■ DATA IN THIS EXERCISE
((

//! Local snapshot store for normalized appointments.

mod appointments;
mod schema;

pub use appointments::*;
pub use schema::*;

use rusqlite::Connection;
use std::path::Path;
use thiserror::Error;

/// Database errors.
#[derive(Error, Debug)]
pub enum DbError {
    #[error("SQLite error: {0}")]
    Sqlite(#[from] rusqlite::Error),

    #[error("JSON serialization error: {0}")]
    Json(#[from] serde_json::Error),

    #[error("Corrupt row {id}: {message}")]
    CorruptRow { id: String, message: String },
}

pub type DbResult<T> = Result<T, DbError>;

/// Database connection wrapper.
pub struct Database {
    conn: Connection,
}

impl Database {
    /// Open database at path, creating if needed.
    pub fn open<P: AsRef<Path>>(path: P) -> DbResult<Self> {
        let conn = Connection::open(path)?;
        let db = Self { conn };
        db.initialize()?;
        Ok(db)
    }

    /// Create in-memory database (for testing).
    pub fn open_in_memory() -> DbResult<Self> {
        let conn = Connection::open_in_memory()?;
        let db = Self { conn };
        db.initialize()?;
        Ok(db)
    }

    /// Initialize schema.
    fn initialize(&self) -> DbResult<()> {
        self.conn.execute_batch(SCHEMA)?;
        Ok(())
    }

    /// Get raw connection (for advanced queries).
    pub fn conn(&self) -> &Connection {
        &self.conn
    }
}
//! Appointment snapshot operations.

use std::collections::HashSet;

use chrono::{DateTime, FixedOffset};
use rusqlite::{params, params_from_iter, Connection, OptionalExtension};

use super::{Database, DbError, DbResult};
use crate::models::{Appointment, DateSource, ReportScope};

const SELECT_COLUMNS: &str = r#"
    id, appointment_code, patient_id, doctor_id, description, status,
    billing_status, amount, date, date_source, doctors_notes,
    prescription_reference, prescription_url, follow_up_required, follow_up_date
"#;

/// What an upsert did to the stored row.
#[derive(Debug, Clone, Copy, PartialEq, Eq)]
pub enum UpsertOutcome {
    Inserted,
    Updated,
    /// Stored content hash already matched
    Unchanged,
}

/// Counts from merging one snapshot.
#[derive(Debug, Clone, Default, PartialEq, Eq)]
pub struct MergeSummary {
    pub inserted: usize,
    pub updated: usize,
    pub unchanged: usize,
    pub removed: usize,
}

impl MergeSummary {
    /// True if the merge changed any stored row.
    pub fn has_changes(&self) -> bool {
        self.inserted + self.updated + self.removed > 0
    }
}

impl Database {
    /// Insert or update an appointment by id.
    pub fn upsert_appointment(&self, appointment: &Appointment) -> DbResult<UpsertOutcome> {
        upsert(&self.conn, appointment)
    }

    /// Merge a listener snapshot in one transaction.
    ///
    /// With `prune`, stored appointments inside that scope but absent from the
    /// snapshot are removed. A listener snapshot is complete for the scope it
    /// was queried with, and only for that scope.
    pub fn merge_snapshot(
        &mut self,
        appointments: &[Appointment],
        prune: Option<&ReportScope>,
    ) -> DbResult<MergeSummary> {
        let tx = self.conn.transaction()?;
        let mut summary = MergeSummary::default();

        for appointment in appointments {
            match upsert(&tx, appointment)? {
                UpsertOutcome::Inserted => summary.inserted += 1,
                UpsertOutcome::Updated => summary.updated += 1,
                UpsertOutcome::Unchanged => summary.unchanged += 1,
            }
        }

        if let Some(scope) = prune {
            let keep: HashSet<&str> = appointments.iter().map(|a| a.id.as_str()).collect();
            let stored = ids_in_scope(&tx, scope)?;
            for id in stored.iter().filter(|id| !keep.contains(id.as_str())) {
                summary.removed += tx.execute("DELETE FROM appointments WHERE id = ?1", [id])?;
            }
        }

        tx.commit()?;
        tracing::debug!(?summary, "Merged appointment snapshot");
        Ok(summary)
    }

    /// Remove an appointment. Returns whether a row was deleted.
    pub fn remove_appointment(&self, id: &str) -> DbResult<bool> {
        let rows = self
            .conn
            .execute("DELETE FROM appointments WHERE id = ?1", [id])?;
        Ok(rows > 0)
    }

    /// Get an appointment by id.
    pub fn get_appointment(&self, id: &str) -> DbResult<Option<Appointment>> {
        self.conn
            .query_row(
                &format!("SELECT {} FROM appointments WHERE id = ?1", SELECT_COLUMNS),
                [id],
                AppointmentRow::from_row,
            )
            .optional()?
            .map(Appointment::try_from)
            .transpose()
    }

    /// All stored appointments, ascending by date.
    pub fn list_appointments(&self) -> DbResult<Vec<Appointment>> {
        self.query_appointments(&format!("SELECT {} FROM appointments", SELECT_COLUMNS), None)
    }

    /// Appointments for one patient, ascending by date.
    pub fn list_for_patient(&self, patient_id: &str) -> DbResult<Vec<Appointment>> {
        self.query_appointments(
            &format!("SELECT {} FROM appointments WHERE patient_id = ?1", SELECT_COLUMNS),
            Some(patient_id),
        )
    }

    /// Appointments for one doctor, ascending by date.
    pub fn list_for_doctor(&self, doctor_id: &str) -> DbResult<Vec<Appointment>> {
        self.query_appointments(
            &format!("SELECT {} FROM appointments WHERE doctor_id = ?1", SELECT_COLUMNS),
            Some(doctor_id),
        )
    }

    /// Number of stored appointments.
    pub fn count_appointments(&self) -> DbResult<usize> {
        let count: i64 = self
            .conn
            .query_row("SELECT COUNT(*) FROM appointments", [], |row| row.get(0))?;
        Ok(count as usize)
    }

    fn query_appointments(&self, sql: &str, param: Option<&str>) -> DbResult<Vec<Appointment>> {
        let mut stmt = self.conn.prepare(sql)?;
        let rows = stmt.query_map(params_from_iter(param), AppointmentRow::from_row)?;

        let mut appointments = Vec::new();
        for row in rows {
            appointments.push(Appointment::try_from(row?)?);
        }

        // Offsets may differ between rows, so order by instant rather than text
        appointments.sort_by(|a, b| a.date.cmp(&b.date).then_with(|| a.id.cmp(&b.id)));
        Ok(appointments)
    }
}

fn ids_in_scope(conn: &Connection, scope: &ReportScope) -> DbResult<Vec<String>> {
    let (sql, param) = match scope {
        ReportScope::All => ("SELECT id FROM appointments", None),
        ReportScope::Doctor(id) => ("SELECT id FROM appointments WHERE doctor_id = ?1", Some(id)),
        ReportScope::Patient(id) => ("SELECT id FROM appointments WHERE patient_id = ?1", Some(id)),
    };

    let mut stmt = conn.prepare(sql)?;
    let ids = stmt
        .query_map(params_from_iter(param), |row| row.get::<_, String>(0))?
        .collect::<Result<Vec<_>, _>>()?;
    Ok(ids)
}

fn upsert(conn: &Connection, appointment: &Appointment) -> DbResult<UpsertOutcome> {
    let hash = appointment.content_hash()?;

    let existing: Option<String> = conn
        .query_row(
            "SELECT content_hash FROM appointments WHERE id = ?1",
            [&appointment.id],
            |row| row.get(0),
        )
        .optional()?;

    if existing.as_deref() == Some(hash.as_str()) {
        return Ok(UpsertOutcome::Unchanged);
    }

    conn.execute(
        r#"
        INSERT INTO appointments (
            id, appointment_code, patient_id, doctor_id, description, status,
            billing_status, amount, date, date_source, doctors_notes,
            prescription_reference, prescription_url, follow_up_required,
            follow_up_date, content_hash
        ) VALUES (?1, ?2, ?3, ?4, ?5, ?6, ?7, ?8, ?9, ?10, ?11, ?12, ?13, ?14, ?15, ?16)
        ON CONFLICT(id) DO UPDATE SET
            appointment_code = excluded.appointment_code,
            patient_id = excluded.patient_id,
            doctor_id = excluded.doctor_id,
            description = excluded.description,
            status = excluded.status,
            billing_status = excluded.billing_status,
            amount = excluded.amount,
            date = excluded.date,
            date_source = excluded.date_source,
            doctors_notes = excluded.doctors_notes,
            prescription_reference = excluded.prescription_reference,
            prescription_url = excluded.prescription_url,
            follow_up_required = excluded.follow_up_required,
            follow_up_date = excluded.follow_up_date,
            content_hash = excluded.content_hash,
            synced_at = datetime('now')
        "#,
        params![
            appointment.id,
            appointment.appointment_code,
            appointment.patient_id,
            appointment.doctor_id,
            appointment.description,
            appointment.status,
            appointment.billing_status,
            appointment.amount,
            appointment.date.to_rfc3339(),
            appointment.date_source.as_str(),
            appointment.doctors_notes,
            appointment.prescription_reference,
            appointment.prescription_url,
            appointment.follow_up_required,
            appointment.follow_up_date.map(|d| d.to_rfc3339()),
            hash,
        ],
    )?;

    Ok(if existing.is_some() {
        UpsertOutcome::Updated
    } else {
        UpsertOutcome::Inserted
    })
}

/// Internal row type for database mapping.
struct AppointmentRow {
    id: String,
    appointment_code: String,
    patient_id: String,
    doctor_id: String,
    description: String,
    status: String,
    billing_status: String,
    amount: Option<f64>,
    date: String,
    date_source: String,
    doctors_notes: Option<String>,
    prescription_reference: Option<String>,
    prescription_url: Option<String>,
    follow_up_required: Option<bool>,
    follow_up_date: Option<String>,
}

impl AppointmentRow {
    fn from_row(row: &rusqlite::Row<'_>) -> rusqlite::Result<Self> {
        Ok(Self {
            id: row.get(0)?,
            appointment_code: row.get(1)?,
            patient_id: row.get(2)?,
            doctor_id: row.get(3)?,
            description: row.get(4)?,
            status: row.get(5)?,
            billing_status: row.get(6)?,
            amount: row.get(7)?,
            date: row.get(8)?,
            date_source: row.get(9)?,
            doctors_notes: row.get(10)?,
            prescription_reference: row.get(11)?,
            prescription_url: row.get(12)?,
            follow_up_required: row.get(13)?,
            follow_up_date: row.get(14)?,
        })
    }
}

impl TryFrom<AppointmentRow> for Appointment {
    type Error = DbError;

    fn try_from(row: AppointmentRow) -> Result<Self, Self::Error> {
        let corrupt = |message: String| DbError::CorruptRow {
            id: row.id.clone(),
            message,
        };

        let date = parse_stored_date(&row.date).map_err(&corrupt)?;
        let date_source = DateSource::from_str(&row.date_source)
            .ok_or_else(|| corrupt(format!("unknown date source: {}", row.date_source)))?;
        let follow_up_date = row
            .follow_up_date
            .as_deref()
            .map(parse_stored_date)
            .transpose()
            .map_err(&corrupt)?;

        Ok(Appointment {
            id: row.id,
            appointment_code: row.appointment_code,
            patient_id: row.patient_id,
            doctor_id: row.doctor_id,
            description: row.description,
            status: row.status,
            billing_status: row.billing_status,
            amount: row.amount,
            date,
            date_source,
            doctors_notes: row.doctors_notes,
            prescription_reference: row.prescription_reference,
            prescription_url: row.prescription_url,
            follow_up_required: row.follow_up_required,
            follow_up_date,
        })
    }
}

fn parse_stored_date(s: &str) -> Result<DateTime<FixedOffset>, String> {
    DateTime::parse_from_rfc3339(s).map_err(|e| format!("bad date {:?}: {}", s, e))
}
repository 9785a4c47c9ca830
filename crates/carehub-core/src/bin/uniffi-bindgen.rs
fn main() {
    uniffi::uniffi_bindgen_main()
}
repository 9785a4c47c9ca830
//! Staff document normalizer.

use crate::models::{RawDocument, RawValue, StaffMember, StaffRole};

use super::RejectReason;

const NAME_FIELDS: &[&str] = &["name", "fullName"];
const EMAIL_FIELDS: &[&str] = &["email"];
const PHONE_FIELDS: &[&str] = &["phone", "phoneNumber"];
const SPECIALIZATION_FIELDS: &[&str] = &["specialization", "specialty", "department"];

/// Normalize a staff document fetched from a role collection.
pub fn normalize_staff(doc: &RawDocument, role: StaffRole) -> Result<StaffMember, RejectReason> {
    Ok(StaffMember {
        id: doc.id.clone(),
        name: required(doc, NAME_FIELDS, "name")?,
        email: required(doc, EMAIL_FIELDS, "email")?,
        role,
        phone: optional(doc, PHONE_FIELDS),
        specialization: optional(doc, SPECIALIZATION_FIELDS),
    })
}

fn required(doc: &RawDocument, keys: &[&str], field: &'static str) -> Result<String, RejectReason> {
    match doc.get_any(keys) {
        None => Err(RejectReason::MissingField(field)),
        Some(RawValue::String(s)) => Ok(s.clone()),
        Some(_) => Err(RejectReason::WrongType {
            field,
            expected: "string",
        }),
    }
}

fn optional(doc: &RawDocument, keys: &[&str]) -> Option<String> {
    doc.get_any(keys)
        .and_then(RawValue::as_str)
        .map(str::to_string)
}
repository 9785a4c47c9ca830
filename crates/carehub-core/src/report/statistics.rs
//! Aggregate statistics over a set of appointments.

use crate::models::{AggregateStatistics, Appointment};

/// Compute summary statistics. Empty input yields all zeros.
pub fn aggregate(appointments: &[Appointment]) -> AggregateStatistics {
    let mut stats = AggregateStatistics {
        total_appointments: appointments.len(),
        ..Default::default()
    };

    if appointments.is_empty() {
        return stats;
    }

    let mut cancelled = 0usize;
    for appointment in appointments {
        if appointment.is_billing_cancelled() {
            cancelled += 1;
        }
        stats.total_revenue += appointment.amount.unwrap_or(0.0);

        *stats
            .status_histogram
            .entry(appointment.canonical_status())
            .or_insert(0) += 1;
        *stats
            .billing_histogram
            .entry(appointment.billing_status.clone())
            .or_insert(0) += 1;
    }

    let total = appointments.len() as f64;
    stats.cancellation_rate = 100.0 * cancelled as f64 / total;
    stats.average_revenue_per_appointment = stats.total_revenue / total;
    stats
}

#[cfg(test)]
mod tests {
    use super::*;
    use chrono::{FixedOffset, TimeZone};

    fn appt(status: &str, billing: &str, amount: Option<f64>) -> Appointment {
        let date = FixedOffset::east_opt(0)
            .unwrap()
            .with_ymd_and_hms(2024, 3, 6, 9, 0, 0)
            .unwrap();
        let mut a = Appointment::new("p".into(), "d".into(), "Visit".into(), date);
        a.status = status.into();
        a.billing_status = billing.into();
        a.amount = amount;
        a
    }

    #[test]
    fn test_empty_input() {
        let stats = aggregate(&[]);
        assert_eq!(stats, AggregateStatistics::default());
    }

    #[test]
    fn test_mixed_input() {
        let appointments = vec![
            appt("Scheduled", "pending", None),
            appt("completed", "paid", Some(200.0)),
            appt("cancelled", "cancelled", Some(0.0)),
            appt("completed", "Paid", Some(100.0)),
        ];

        let stats = aggregate(&appointments);
        assert_eq!(stats.total_appointments, 4);
        assert_eq!(stats.cancellation_rate, 25.0);
        assert_eq!(stats.total_revenue, 300.0);
        assert_eq!(stats.average_revenue_per_appointment, 75.0);
        assert_eq!(stats.status_histogram.get("completed"), Some(&2));
        assert_eq!(stats.status_histogram.get("scheduled"), Some(&1));
        // billing statuses keep their casing
        assert_eq!(stats.billing_histogram.get("paid"), Some(&1));
        assert_eq!(stats.billing_histogram.get("Paid"), Some(&1));
    }

    #[test]
    fn test_uppercase_cancelled_not_counted() {
        let stats = aggregate(&[appt("cancelled", "Cancelled", None)]);
        assert_eq!(stats.cancellation_rate, 0.0);
    }
}
//! Ingestion of raw store documents into canonical records.
//!
//! Pipeline: RawDocument → validating mapper → Appointment / StaffMember
//!
//! A rejected document never fails its batch; it is logged and counted.

mod appointment;
pub mod dates;
mod staff;

pub use appointment::*;
pub use staff::*;

use thiserror::Error;

use crate::models::Appointment;

/// Why a document was dropped.
#[derive(Error, Debug, Clone, PartialEq, Eq)]
pub enum RejectReason {
    #[error("missing required field: {0}")]
    MissingField(&'static str),

    #[error("field {field} has wrong type, expected {expected}")]
    WrongType {
        field: &'static str,
        expected: &'static str,
    },
}

/// A dropped document.
#[derive(Debug, Clone, PartialEq, Eq)]
pub struct Rejection {
    pub document_id: String,
    pub reason: RejectReason,
}

/// Result of normalizing one snapshot.
#[derive(Debug, Clone, Default)]
pub struct NormalizedBatch {
    /// Accepted appointments, in first-seen order
    pub appointments: Vec<Appointment>,
    pub rejected: Vec<Rejection>,
}

impl NormalizedBatch {
    /// Appointments whose date was substituted with start of today.
    pub fn defaulted_date_count(&self) -> usize {
        self.appointments
            .iter()
            .filter(|a| a.has_defaulted_date())
            .count()
    }
}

))

■ WHAT YOU NEED TO DO
Lines wanted from the listing above: the line with "let stats = aggregate(&[]);" up to and including the line with "logged and counted.". Please write them out exactly, adding nothing else.

■ RESULT OF THE EXERCISE
        let stats = aggregate(&[]);
        assert_eq!(stats, AggregateStatistics::default());
    }

    #[test]
    fn test_mixed_input() {
        let appointments = vec![
            appt("Scheduled", "pending", None),
            appt("completed", "paid", Some(200.0)),
            appt("cancelled", "cancelled", Some(0.0)),
            appt("completed", "Paid", Some(100.0)),
        ];

        let stats = aggregate(&appointments);
        assert_eq!(stats.total_appointments, 4);
        assert_eq!(stats.cancellation_rate, 25.0);
        assert_eq!(stats.total_revenue, 300.0);
        assert_eq!(stats.average_revenue_per_appointment, 75.0);
        assert_eq!(stats.status_histogram.get("completed"), Some(&2));
        assert_eq!(stats.status_histogram.get("scheduled"), Some(&1));
        // billing statuses keep their casing
        assert_eq!(stats.billing_histogram.get("paid"), Some(&1));
        assert_eq!(stats.billing_histogram.get("Paid"), Some(&1));
    }

    #[test]
    fn test_uppercase_cancelled_not_counted() {
        let stats = aggregate(&[appt("cancelled", "Cancelled", None)]);
        assert_eq!(stats.cancellation_rate, 0.0);
    }
}
//! Ingestion of raw store documents into canonical records.
//!
//! Pipeline: RawDocument → validating mapper → Appointment / StaffMember
//!
//! A rejected document never fails its batch; it is logged and counted.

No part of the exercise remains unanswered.